The Guilty Mother (La Mère coupable, /fr/), subtitled The Other Tartuffe, is a drame moral, the third play of the Figaro trilogy by Pierre Beaumarchais; its predecessors were The Barber of Seville and The Marriage of Figaro. Like the earlier plays of the trilogy it has been turned into operatic form, but it has not entered the general opera repertoire. This was the author's last play.

==Background==
The characters of Figaro and his associates were so popular that other dramatists had written sequels to The Barber of Seville and The Marriage of Figaro, most notably Alexandre Delon, who brought out Le Mariage de Cherubin in 1785 and Le Mariage de Fanchette the following year. In the preface to the first published edition of The Marriage of Figaro, Beaumarchais had declared his intention of writing a sequel.

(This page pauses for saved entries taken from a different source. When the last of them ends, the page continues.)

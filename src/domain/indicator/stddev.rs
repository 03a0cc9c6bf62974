//! Standard deviation and mean absolute deviation.
//!
//! STDEV(n) = sqrt(sum((x - SMA(n))^2) / n)   (population)
//! DEV(n)   = sum(|x - SMA(n)|) / n

use super::tail;

pub fn calculate_stdev(values: &[f64], period: usize) -> Option<f64> {
    let window = tail(values, period)?;
    let n = period as f64;
    let mean = window.iter().sum::<f64>() / n;
    let variance = window.iter().map(|x| (x - mean).powi(2)).sum::<f64>() / n;
    Some(variance.sqrt())
}

pub fn calculate_dev(values: &[f64], period: usize) -> Option<f64> {
    let window = tail(values, period)?;
    let n = period as f64;
    let mean = window.iter().sum::<f64>() / n;
    Some(window.iter().map(|x| (x - mean).abs()).sum::<f64>() / n)
}
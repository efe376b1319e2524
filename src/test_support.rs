//! In-memory collaborators for tests.

use async_trait::async_trait;
use base64::{Engine as _, engine::general_purpose::STANDARD};
use chrono::{DateTime, Duration, Utc};
use hmac::{Hmac, Mac};
use sha2::Sha256;
use std::collections::{HashMap, HashSet};
use std::error::Error;
use std::sync::{Arc, Mutex};

use crate::ai::AiBackend;
use crate::context::BotContext;
use crate::error::BotError;
use crate::line::ReplySender;
use crate::stock::{ClosingPrice, MarketDataProvider, QuoteInfo, StockDataError};

pub const TEST_SECRET: &str = "test_channel_secret";

/// Sign a body the way LINE does: base64(HMAC-SHA256(secret, body))
pub fn sign_body(secret: &str, body: &[u8]) -> String {
    let mut mac = Hmac::<Sha256>::new_from_slice(secret.as_bytes())
        .expect("HMAC can take key of any size");
    mac.update(body);
    STANDARD.encode(mac.finalize().into_bytes())
}

/// Daily closes starting from a fixed session
pub fn closes(values: &[f64]) -> Vec<ClosingPrice> {
    let start = DateTime::from_timestamp(1_728_871_200, 0).unwrap_or_else(Utc::now);
    values
        .iter()
        .enumerate()
        .map(|(i, &close)| ClosingPrice {
            date: start + Duration::days(i as i64),
            close,
        })
        .collect()
}

pub fn context_with(
    market: Arc<FakeMarketData>,
    ai: Arc<FakeAi>,
    messenger: Arc<FakeMessenger>,
) -> BotContext {
    BotContext::new(TEST_SECRET, market, ai, messenger)
}

/// Market data keyed by full identifier; unknown identifiers are empty.
#[derive(Default)]
pub struct FakeMarketData {
    data: HashMap<String, (QuoteInfo, Vec<ClosingPrice>)>,
    fail: bool,
    failing_history: HashSet<String>,
    requests: Mutex<Vec<String>>,
    history_requests: Mutex<Vec<String>>,
}

impl FakeMarketData {
    pub fn new() -> Self {
        Self::default()
    }

    pub fn failing() -> Self {
        Self {
            fail: true,
            ..Self::default()
        }
    }

    pub fn with_symbol(mut self, symbol: &str, info: QuoteInfo, history: &[f64]) -> Self {
        self.data
            .insert(symbol.to_string(), (info, closes(history)));
        self
    }

    /// History requests for `symbol` fail with a network error
    pub fn with_failing_history(mut self, symbol: &str) -> Self {
        self.failing_history.insert(symbol.to_string());
        self
    }

    /// Identifiers passed to `close_history` only, in call order
    pub fn requested_histories(&self) -> Vec<String> {
        self.history_requests.lock().unwrap().clone()
    }

    /// Every identifier passed to either lookup, in call order
    pub fn requested_symbols(&self) -> Vec<String> {
        self.requests.lock().unwrap().clone()
    }

    fn record(&self, symbol: &str) -> Result<(), StockDataError> {
        self.requests.lock().unwrap().push(symbol.to_string());
        if self.fail {
            return Err(StockDataError::NetworkError("connection reset".to_string()));
        }
        Ok(())
    }
}

#[async_trait]
impl MarketDataProvider for FakeMarketData {
    fn name(&self) -> &str {
        "fake market"
    }

    async fn quote_info(&self, symbol: &str) -> Result<QuoteInfo, StockDataError> {
        self.record(symbol)?;
        Ok(self
            .data
            .get(symbol)
            .map(|(info, _)| info.clone())
            .unwrap_or_default())
    }

    async fn close_history(
        &self,
        symbol: &str,
        _days: u32,
    ) -> Result<Vec<ClosingPrice>, StockDataError> {
        self.record(symbol)?;
        self.history_requests.lock().unwrap().push(symbol.to_string());
        if self.failing_history.contains(symbol) {
            return Err(StockDataError::NetworkError("history timed out".to_string()));
        }
        Ok(self
            .data
            .get(symbol)
            .map(|(_, history)| history.clone())
            .unwrap_or_default())
    }
}

pub struct FakeAi {
    response: Option<String>,
    prompts: Mutex<Vec<String>>,
}

impl FakeAi {
    pub fn replying(text: &str) -> Self {
        Self {
            response: Some(text.to_string()),
            prompts: Mutex::new(Vec::new()),
        }
    }

    pub fn failing() -> Self {
        Self {
            response: None,
            prompts: Mutex::new(Vec::new()),
        }
    }

    pub fn prompts(&self) -> Vec<String> {
        self.prompts.lock().unwrap().clone()
    }
}

#[async_trait]
impl AiBackend for FakeAi {
    async fn chat(&self, message: &str) -> Result<String, Box<dyn Error + Send + Sync>> {
        self.prompts.lock().unwrap().push(message.to_string());
        match &self.response {
            Some(text) => Ok(text.clone()),
            None => Err("quota exceeded".into()),
        }
    }

    fn name(&self) -> &'static str {
        "fake ai"
    }
}

#[derive(Default)]
pub struct FakeMessenger {
    fail: bool,
    replies: Mutex<Vec<(String, String)>>,
}

impl FakeMessenger {
    pub fn new() -> Self {
        Self::default()
    }

    pub fn failing() -> Self {
        Self {
            fail: true,
            ..Self::default()
        }
    }

    /// (reply token, text) pairs in send order, failed sends included
    pub fn replies(&self) -> Vec<(String, String)> {
        self.replies.lock().unwrap().clone()
    }
}

#[async_trait]
impl ReplySender for FakeMessenger {
    async fn reply_text(&self, reply_token: &str, text: &str) -> Result<(), BotError> {
        self.replies
            .lock()
            .unwrap()
            .push((reply_token.to_string(), text.to_string()));
        if self.fail {
            return Err(BotError::ReplyFailed("status 400: Invalid reply token".to_string()));
        }
        Ok(())
    }
}

/// Webhook body with one text message event per (token, text) pair
pub fn text_events_body(messages: &[(&str, &str)]) -> Vec<u8> {
    let events: Vec<serde_json::Value> = messages
        .iter()
        .map(|(token, text)| {
            serde_json::json!({
                "type": "message",
                "mode": "active",
                "replyToken": token,
                "source": {"type": "user", "userId": "U4af4980629"},
                "message": {"id": "1", "type": "text", "text": text},
            })
        })
        .collect();
    serde_json::json!({"destination": "U0123", "events": events})
        .to_string()
        .into_bytes()
}
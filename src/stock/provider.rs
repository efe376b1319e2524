use async_trait::async_trait;
use chrono::{DateTime, Utc};
use serde::{Deserialize, Serialize};

/// Error types for market data operations
#[derive(Debug, thiserror::Error)]
pub enum StockDataError {
    /// Request never produced a response
    #[error("Network error: {0}")]
    NetworkError(String),
    /// Provider answered with a non-success status
    #[error("Provider returned status {status}: {message}")]
    HttpStatus { status: u16, message: String },
    /// Failed to parse response
    #[error("Parse error: {0}")]
    ParseError(String),
    /// Provider-specific error
    #[error("Provider error: {0}")]
    ProviderError(String),
}

impl From<reqwest::Error> for StockDataError {
    fn from(error: reqwest::Error) -> Self {
        if error.is_decode() {
            StockDataError::ParseError(error.to_string())
        } else if let Some(status) = error.status() {
            StockDataError::HttpStatus {
                status: status.as_u16(),
                message: error.to_string(),
            }
        } else {
            StockDataError::NetworkError(error.to_string())
        }
    }
}

/// Point-in-time quote fields for one market identifier.
///
/// Every field is optional: a provider may omit any of them, and an unknown
/// symbol yields the all-`None` default.
#[derive(Debug, Clone, Default, PartialEq, Serialize, Deserialize)]
#[serde(rename_all = "camelCase")]
pub struct QuoteInfo {
    #[serde(default)]
    pub current_price: Option<f64>,
    #[serde(default)]
    pub regular_market_price: Option<f64>,
    #[serde(default)]
    pub long_name: Option<String>,
}

impl QuoteInfo {
    /// True when at least one of the two price fields is present.
    pub fn has_price(&self) -> bool {
        self.current_price.is_some() || self.regular_market_price.is_some()
    }
}

/// End-of-day close for one trading session
#[derive(Debug, Clone, PartialEq, Serialize, Deserialize)]
pub struct ClosingPrice {
    pub date: DateTime<Utc>,
    pub close: f64,
}

/// Trait for market data providers
#[async_trait]
pub trait MarketDataProvider: Send + Sync {
    /// Get the provider name
    fn name(&self) -> &str;

    /// Fetch quote fields for a fully qualified identifier (e.g. "2330.TW")
    async fn quote_info(&self, symbol: &str) -> Result<QuoteInfo, StockDataError>;

    /// Fetch daily closes for the trailing `days` window, oldest first.
    /// May return fewer entries than requested around holidays.
    async fn close_history(
        &self,
        symbol: &str,
        days: u32,
    ) -> Result<Vec<ClosingPrice>, StockDataError>;
}
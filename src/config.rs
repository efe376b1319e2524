use std::env;

pub const DEFAULT_GEMINI_MODEL: &str = "gemini-2.0-flash";
pub const DEFAULT_GEMINI_API_BASE: &str = "https://generativelanguage.googleapis.com/v1beta/openai";
pub const DEFAULT_LINE_API_BASE: &str = "https://api.line.me";
pub const DEFAULT_YAHOO_FINANCE_BASE: &str = "https://query1.finance.yahoo.com";
pub const DEFAULT_PORT: u16 = 8080;

/// Process-wide settings, read once at startup.
///
/// Secrets are not validated here: a missing value becomes an empty string and
/// only surfaces as an error when the matching client call is made.
#[derive(Debug, Clone)]
pub struct Config {
    pub line_channel_access_token: String,
    pub line_channel_secret: String,
    pub gemini_api_key: String,
    pub gemini_model: String,
    pub gemini_api_base: String,
    pub line_api_base: String,
    pub yahoo_finance_base: String,
    pub port: u16,
}

impl Config {
    pub fn from_env() -> Result<Self, String> {
        Self::from_lookup(|key| env::var(key).ok())
    }

    pub fn from_lookup<F>(lookup: F) -> Result<Self, String>
    where
        F: Fn(&str) -> Option<String>,
    {
        let or_default = |key: &str, default: &str| {
            lookup(key)
                .filter(|v| !v.trim().is_empty())
                .unwrap_or_else(|| default.to_string())
        };

        let port = match lookup("PORT") {
            Some(raw) => raw
                .trim()
                .parse()
                .map_err(|_| format!("PORT must be a valid number, got '{raw}'"))?,
            None => DEFAULT_PORT,
        };

        Ok(Self {
            line_channel_access_token: lookup("LINE_CHANNEL_ACCESS_TOKEN").unwrap_or_default(),
            line_channel_secret: lookup("LINE_CHANNEL_SECRET").unwrap_or_default(),
            gemini_api_key: lookup("GEMINI_API_KEY").unwrap_or_default(),
            gemini_model: or_default("GEMINI_MODEL", DEFAULT_GEMINI_MODEL),
            gemini_api_base: or_default("GEMINI_API_BASE", DEFAULT_GEMINI_API_BASE),
            line_api_base: or_default("LINE_API_BASE", DEFAULT_LINE_API_BASE),
            yahoo_finance_base: or_default("YAHOO_FINANCE_BASE", DEFAULT_YAHOO_FINANCE_BASE),
            port,
        })
    }
}
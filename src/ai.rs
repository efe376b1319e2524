use async_openai::{
    Client,
    config::OpenAIConfig,
    types::{ChatCompletionRequestUserMessageArgs, CreateChatCompletionRequestArgs},
};
use async_trait::async_trait;
use std::error::Error;

use crate::stock::StockSnapshot;

// Extensible AI backend trait
#[async_trait]
pub trait AiBackend: Send + Sync {
    /// Single-turn completion. `Ok("")` means the model produced no text.
    async fn chat(&self, message: &str) -> Result<String, Box<dyn Error + Send + Sync>>;
    fn name(&self) -> &'static str;
}

// Gemini through its OpenAI-compatible endpoint, using the async-openai SDK
pub struct GeminiBackend {
    client: Client<OpenAIConfig>,
    model: String,
}

impl GeminiBackend {
    pub fn new(api_key: String, api_base: String, model: String) -> Self {
        let config = OpenAIConfig::new()
            .with_api_key(api_key)
            .with_api_base(api_base);
        Self {
            client: Client::with_config(config),
            model,
        }
    }
}

#[async_trait]
impl AiBackend for GeminiBackend {
    async fn chat(&self, message: &str) -> Result<String, Box<dyn Error + Send + Sync>> {
        let request = CreateChatCompletionRequestArgs::default()
            .model(&self.model)
            .messages(vec![
                ChatCompletionRequestUserMessageArgs::default()
                    .content(message)
                    .build()?
                    .into(),
            ])
            .build()?;

        let response = self.client.chat().create(request).await?;

        let content = response
            .choices
            .first()
            .and_then(|choice| choice.message.content.as_deref())
            .map(str::trim)
            .unwrap_or_default();

        Ok(content.to_string())
    }

    fn name(&self) -> &'static str {
        "Google Gemini"
    }
}

/// Build the trend-commentary prompt for a resolved stock
pub fn build_trend_prompt(snapshot: &StockSnapshot) -> String {
    format!(
        "你是專業分析師。請用繁體中文分析「{} ({})」：\n目前股價: {}\n近五日收盤價: {:?}\n請給出100字以內的走勢簡評。",
        snapshot.display_name(),
        snapshot.ticker,
        snapshot.display_price(),
        snapshot.closes()
    )
}
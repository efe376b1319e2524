pub mod events;
pub mod reply;
pub mod signature;

pub use events::{InboundEvent, WebhookPayload};
pub use reply::{LineMessagingClient, ReplySender};
pub use signature::verify_signature;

The Tartuffe figure referenced in the subtitle, who insinuates himself into the household for his own enrichment, is called Bégearss. Like Molière's original, he gains such influence over the head of the household that even when the latter finally understands the deception, the intruder is so firmly in control of the family's affairs that is only with difficulty that he is defeated. Bégearss is almost certainly based on one of Beaumarchais's enemies, a lawyer called Nicolas Bergasse, with whom the author had been embroiled in an acrimonious legal case in the last days of the Ancien Régime.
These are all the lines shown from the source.